Is this correctly? What are there other meanings to the term "gap"?


2 Answers 2


You're not wrong but gap can mean more than that. A good recent reference is this paper: Genetic variation and the de novo assembly of human genomes.

Essentially, a gap occurs if something happens in our genome that can't be explained by uniformity. Since our genome is highly complicated, you can expect gap is also more than just mis-sequencing. The gap you mention is the sequence-coverage gaps mentioned below.

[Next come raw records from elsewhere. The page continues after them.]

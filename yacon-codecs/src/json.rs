use crate::{Deserialize, Serialize};

use std::{any::type_name, fmt, marker::PhantomData, sync::Arc};

use serde_json::{Map, Number, Value};
use yacon_core::{
    Error, NodeKind, Result, TypeInfo, TypedConverter, YamlFormatterOptions, YamlReader,
    YamlWriter, yaml_rust::Yaml,
};

/// Arbitrary YAML as a `serde_json::Value`.
///
/// Mapping keys must be scalars and are read as their text. Floats with no
/// JSON form (`.inf`, `.nan`) are rejected.
#[derive(Debug, Clone, Copy)]
pub struct JsonValueConverter {
    max_depth: usize,
}

impl Default for JsonValueConverter {
    fn default() -> Self {
        Self {
            max_depth: YamlFormatterOptions::default().max_depth,
        }
    }
}

impl JsonValueConverter {
    fn write_value(&self, writer: &mut YamlWriter, value: &Value, depth: usize) -> Result<()> {
        if depth > self.max_depth {
            return Err(Error::DepthLimitExceeded(self.max_depth));
        }

        match value {
            Value::Null => writer.write_null(),
            Value::Bool(value) => writer.write_bool(*value),
            Value::Number(number) => write_number(writer, number),
            Value::String(value) => writer.write_str(value),
            Value::Array(items) => {
                writer.begin_sequence()?;
                for item in items {
                    self.write_value(writer, item, depth + 1)?;
                }
                writer.end_sequence()
            }
            Value::Object(entries) => {
                writer.begin_mapping()?;
                for (key, item) in entries {
                    writer.write_str(key)?;
                    self.write_value(writer, item, depth + 1)?;
                }
                writer.end_mapping()
            }
        }
    }

    fn read_value(&self, reader: &mut YamlReader<'_>, depth: usize) -> Result<Value> {
        if depth > self.max_depth {
            return Err(Error::DepthLimitExceeded(self.max_depth));
        }

        match reader.peek_kind()? {
            NodeKind::Sequence => {
                let mut items = Vec::new();
                reader.begin_sequence()?;
                while !reader.end_sequence()? {
                    items.push(self.read_value(reader, depth + 1)?);
                }
                Ok(Value::Array(items))
            }
            NodeKind::Mapping => {
                let mut entries = Map::new();
                reader.begin_mapping()?;
                while !reader.end_mapping()? {
                    let key = reader.read_scalar()?;
                    if entries.contains_key(&key) {
                        return Err(reader.format_error(format!("duplicate mapping key `{key}`")));
                    }
                    let value = self.read_value(reader, depth + 1)?;
                    entries.insert(key, value);
                }
                Ok(Value::Object(entries))
            }
            _ => read_scalar(reader),
        }
    }
}

fn write_number(writer: &mut YamlWriter, number: &Number) -> Result<()> {
    if let Some(value) = number.as_i64() {
        writer.write_i64(value)
    } else if let Some(value) = number.as_u64() {
        writer.write_u64(value)
    } else {
        match number.as_f64() {
            Some(value) => writer.write_f64(value),
            None => Err(Error::SerializeError(format!("number {number} has no YAML form"))),
        }
    }
}

fn read_scalar(reader: &mut YamlReader<'_>) -> Result<Value> {
    match reader.read_typed_scalar()? {
        Yaml::Null => Ok(Value::Null),
        Yaml::Boolean(value) => Ok(Value::Bool(value)),
        Yaml::Integer(value) => Ok(Value::from(value)),
        Yaml::Real(text) => real_number(&text)
            .ok_or_else(|| reader.format_error(format!("`{text}` has no JSON form"))),
        Yaml::String(value) => Ok(Value::String(value)),
        other => Err(reader.format_error(format!("unsupported scalar {other:?}"))),
    }
}

fn real_number(text: &str) -> Option<Value> {
    if let Ok(value) = text.parse::<u64>() {
        return Some(Value::from(value));
    }
    let value = Yaml::Real(text.to_owned()).as_f64()?;
    Number::from_f64(value).map(Value::Number)
}

impl TypedConverter for JsonValueConverter {
    type Value = Value;

    fn write_yaml(&self, writer: &mut YamlWriter, value: &Value) -> Result<()> {
        self.write_value(writer, value, 1)
    }

    fn read_yaml(&self, reader: &mut YamlReader<'_>, _ty: &TypeInfo) -> Result<Value> {
        self.read_value(reader, 1)
    }

    fn on_formatter_set(&mut self, formatter: Option<&Arc<YamlFormatterOptions>>) {
        if let Some(formatter) = formatter {
            self.max_depth = formatter.max_depth;
        }
    }
}

pub struct SerdeConverter<T> {
    json: JsonValueConverter,
    _marker: PhantomData<fn() -> T>,
}

impl<T> SerdeConverter<T> {
    pub fn new() -> Self {
        Self {
            json: JsonValueConverter::default(),
            _marker: PhantomData,
        }
    }
}

impl<T> Default for SerdeConverter<T> {
    fn default() -> Self {
        Self::new()
    }
}

impl<T> fmt::Debug for SerdeConverter<T> {
    fn fmt(&self, f: &mut fmt::Formatter<'_>) -> fmt::Result {
        write!(f, "SerdeConverter<{}>", type_name::<T>())
    }
}

impl<T: Serialize + Deserialize + Send + 'static> TypedConverter for SerdeConverter<T> {
    type Value = T;

    fn write_yaml(&self, writer: &mut YamlWriter, value: &T) -> Result<()> {
        let json = serde_json::to_value(value).map_err(|e| Error::SerializeError(e.to_string()))?;
        self.json.write_yaml(writer, &json)
    }

    fn read_yaml(&self, reader: &mut YamlReader<'_>, ty: &TypeInfo) -> Result<T> {
        let json = self.json.read_yaml(reader, ty)?;
        serde_json::from_value(json).map_err(|e: serde_json::Error| {
            Error::DeserializeError(e.to_string())
        })
    }

    fn on_formatter_set(&mut self, formatter: Option<&Arc<YamlFormatterOptions>>) {
        self.json.on_formatter_set(formatter);
    }
}
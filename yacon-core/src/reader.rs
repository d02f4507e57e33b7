use crate::{Error, Result};

use std::{fmt, str::Chars};

use yaml_rust::{Event, Yaml, parser::Parser, scanner::TScalarStyle};

#[derive(Debug, Clone, Copy, PartialEq, Eq)]
pub enum NodeKind {
    Scalar,
    Sequence,
    Mapping,
    Alias,
    SequenceEnd,
    MappingEnd,
    /// Stream or document start/end.
    Boundary,
}

impl NodeKind {
    fn of(event: &Event) -> Self {
        match event {
            Event::Scalar(..) => NodeKind::Scalar,
            Event::SequenceStart(..) => NodeKind::Sequence,
            Event::MappingStart(..) => NodeKind::Mapping,
            Event::Alias(..) => NodeKind::Alias,
            Event::SequenceEnd => NodeKind::SequenceEnd,
            Event::MappingEnd => NodeKind::MappingEnd,
            _ => NodeKind::Boundary,
        }
    }

    fn describe(self) -> &'static str {
        match self {
            NodeKind::Scalar => "a scalar",
            NodeKind::Sequence => "a sequence",
            NodeKind::Mapping => "a mapping",
            NodeKind::Alias => "an alias (anchors are not resolved)",
            NodeKind::SequenceEnd => "the end of a sequence",
            NodeKind::MappingEnd => "the end of a mapping",
            NodeKind::Boundary => "a document boundary",
        }
    }
}

fn is_null_literal(value: &str) -> bool {
    matches!(value, "" | "~" | "null" | "Null" | "NULL")
}

/// Pull cursor over the YAML event stream.
///
/// Converters borrow the reader for one `read` call and must consume
/// exactly the events of the node they return. Document framing is handled
/// by the formatter.
pub struct YamlReader<'a> {
    parser: Parser<Chars<'a>>,
    line: usize,
    col: usize,
}

impl fmt::Debug for YamlReader<'_> {
    fn fmt(&self, f: &mut fmt::Formatter<'_>) -> fmt::Result {
        f.debug_struct("YamlReader")
            .field("line", &self.line)
            .field("col", &self.col)
            .finish_non_exhaustive()
    }
}

impl<'a> YamlReader<'a> {
    pub fn new(input: &'a str) -> Self {
        Self {
            parser: Parser::new(input.chars()),
            line: 0,
            col: 0,
        }
    }

    pub fn position(&self) -> (usize, usize) {
        (self.line, self.col)
    }

    pub fn peek(&mut self) -> Result<&Event> {
        let (event, _) = self.parser.peek()?;
        Ok(event)
    }

    pub fn peek_kind(&mut self) -> Result<NodeKind> {
        Ok(NodeKind::of(self.peek()?))
    }

    pub fn next_event(&mut self) -> Result<Event> {
        let (event, marker) = self.parser.next()?;
        self.line = marker.line();
        self.col = marker.col();
        Ok(event)
    }

    /// Builds a format error pointing at the last consumed event.
    pub fn format_error(&self, message: impl Into<String>) -> Error {
        Error::Format {
            message: message.into(),
            line: self.line,
            col: self.col,
        }
    }

    fn unexpected(&self, expected: &str, found: &Event) -> Error {
        self.format_error(format!(
            "expected {expected}, found {}",
            NodeKind::of(found).describe()
        ))
    }

    pub fn read_scalar(&mut self) -> Result<String> {
        match self.next_event()? {
            Event::Scalar(value, ..) => Ok(value),
            other => Err(self.unexpected("a scalar", &other)),
        }
    }

    pub fn read_plain_scalar(&mut self) -> Result<String> {
        match self.next_event()? {
            Event::Scalar(value, TScalarStyle::Plain, ..) => Ok(value),
            Event::Scalar(..) => Err(self.format_error("expected a plain scalar, found a quoted one")),
            other => Err(self.unexpected("a plain scalar", &other)),
        }
    }

    /// Next scalar resolved with the core schema. Quoted scalars are
    /// always strings.
    pub fn read_typed_scalar(&mut self) -> Result<Yaml> {
        match self.next_event()? {
            Event::Scalar(value, TScalarStyle::Plain, ..) => Ok(Yaml::from_str(&value)),
            Event::Scalar(value, ..) => Ok(Yaml::String(value)),
            other => Err(self.unexpected("a scalar", &other)),
        }
    }

    pub fn is_null(&mut self) -> Result<bool> {
        Ok(matches!(
            self.peek()?,
            Event::Scalar(value, TScalarStyle::Plain, ..) if is_null_literal(value)
        ))
    }

    pub fn read_null(&mut self) -> Result<()> {
        match self.next_event()? {
            Event::Scalar(value, TScalarStyle::Plain, ..) if is_null_literal(&value) => Ok(()),
            other => Err(self.unexpected("null", &other)),
        }
    }

    pub fn begin_sequence(&mut self) -> Result<()> {
        match self.next_event()? {
            Event::SequenceStart(..) => Ok(()),
            other => Err(self.unexpected("a sequence", &other)),
        }
    }

    pub fn end_sequence(&mut self) -> Result<bool> {
        self.consume_if(NodeKind::SequenceEnd)
    }

    pub fn begin_mapping(&mut self) -> Result<()> {
        match self.next_event()? {
            Event::MappingStart(..) => Ok(()),
            other => Err(self.unexpected("a mapping", &other)),
        }
    }

    pub fn end_mapping(&mut self) -> Result<bool> {
        self.consume_if(NodeKind::MappingEnd)
    }

    fn consume_if(&mut self, kind: NodeKind) -> Result<bool> {
        if self.peek_kind()? != kind {
            return Ok(false);
        }
        self.next_event()?;
        Ok(true)
    }

    pub fn skip_value(&mut self) -> Result<()> {
        let mut depth = 0usize;
        loop {
            let event = self.next_event()?;
            match NodeKind::of(&event) {
                NodeKind::Scalar | NodeKind::Alias => {}
                NodeKind::Sequence | NodeKind::Mapping => depth += 1,
                NodeKind::SequenceEnd | NodeKind::MappingEnd if depth > 0 => depth -= 1,
                _ => return Err(self.unexpected("a value", &event)),
            }
            if depth == 0 {
                return Ok(());
            }
        }
    }

    /// Moves past the stream and document start. Returns `false` when the
    /// stream holds no document at all.
    pub(crate) fn begin_document(&mut self) -> Result<bool> {
        loop {
            match self.next_event()? {
                Event::StreamStart => continue,
                Event::DocumentStart => return Ok(true),
                Event::StreamEnd => return Ok(false),
                other => return Err(self.unexpected("the start of a document", &other)),
            }
        }
    }

    pub(crate) fn end_document(&mut self) -> Result<()> {
        match self.next_event()? {
            Event::DocumentEnd => {}
            other => return Err(self.unexpected("the end of the document", &other)),
        }

        match self.next_event()? {
            Event::StreamEnd => Ok(()),
            Event::DocumentStart => {
                Err(self.format_error("expected a single document, found another one"))
            }
            other => Err(self.unexpected("the end of the stream", &other)),
        }
    }
}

This paper has a section about the types of gaps.

enter image description here

1. Sequence-coverage gaps

Sequencing gaps occur, under the simplest condition, where no sequence reads have been sampled for a particular portion of the genome.

2. Segmental duplication-associated gaps

Over one-third (206/540) of the euchromatic gaps in the human reference genome (GRCh38) are flanked by large, highly identical segmental duplications.

3. Satellite-associated gaps

These include short and long runs of tandem repeats designated as short tandem repeats (STRs; also known as microsatellites), variable number of tandem repeats (VNTRs; also known as macrosatellites) and Mb-sized centromeric satellite repeats.

4. Muted gaps

Muted gaps are defined as regions that are inadvertently closed in an assembly but that actually show additional or different sequences in the vast majority of individuals

5. Allelic variation gaps

Some regions of a genome also show extraordinary patterns of allelic variation, often reflecting deep evolutionary coalescence.


The word ‘gap’ can be used both loosely and in specific genomic contexts, as listed by @Student T. The usage that seems to relate to your question — Sequence Coverage Gaps — is quite nicely illustrated in the Wikipedia entry on ‘Contig’. I reproduce, below, a modified form of a (public domain) illustration from it.

Scaffold, Contig and Gap

The sequences of the ‘contigs’ (see legend) are known completely as the ‘reads’ (solid blue arrows in legend) overlap, even though the ‘fragments’ (see legend) contain unsequenced regions. However because the length of the fragments can be determined roughly (e.g. by gel electrophoresis) — here fragment 5 is the key — the two contigs can be assembled into a ‘scaffold’ with a gap of (approx.) known length. I have marked this as ‘Gap’ in green.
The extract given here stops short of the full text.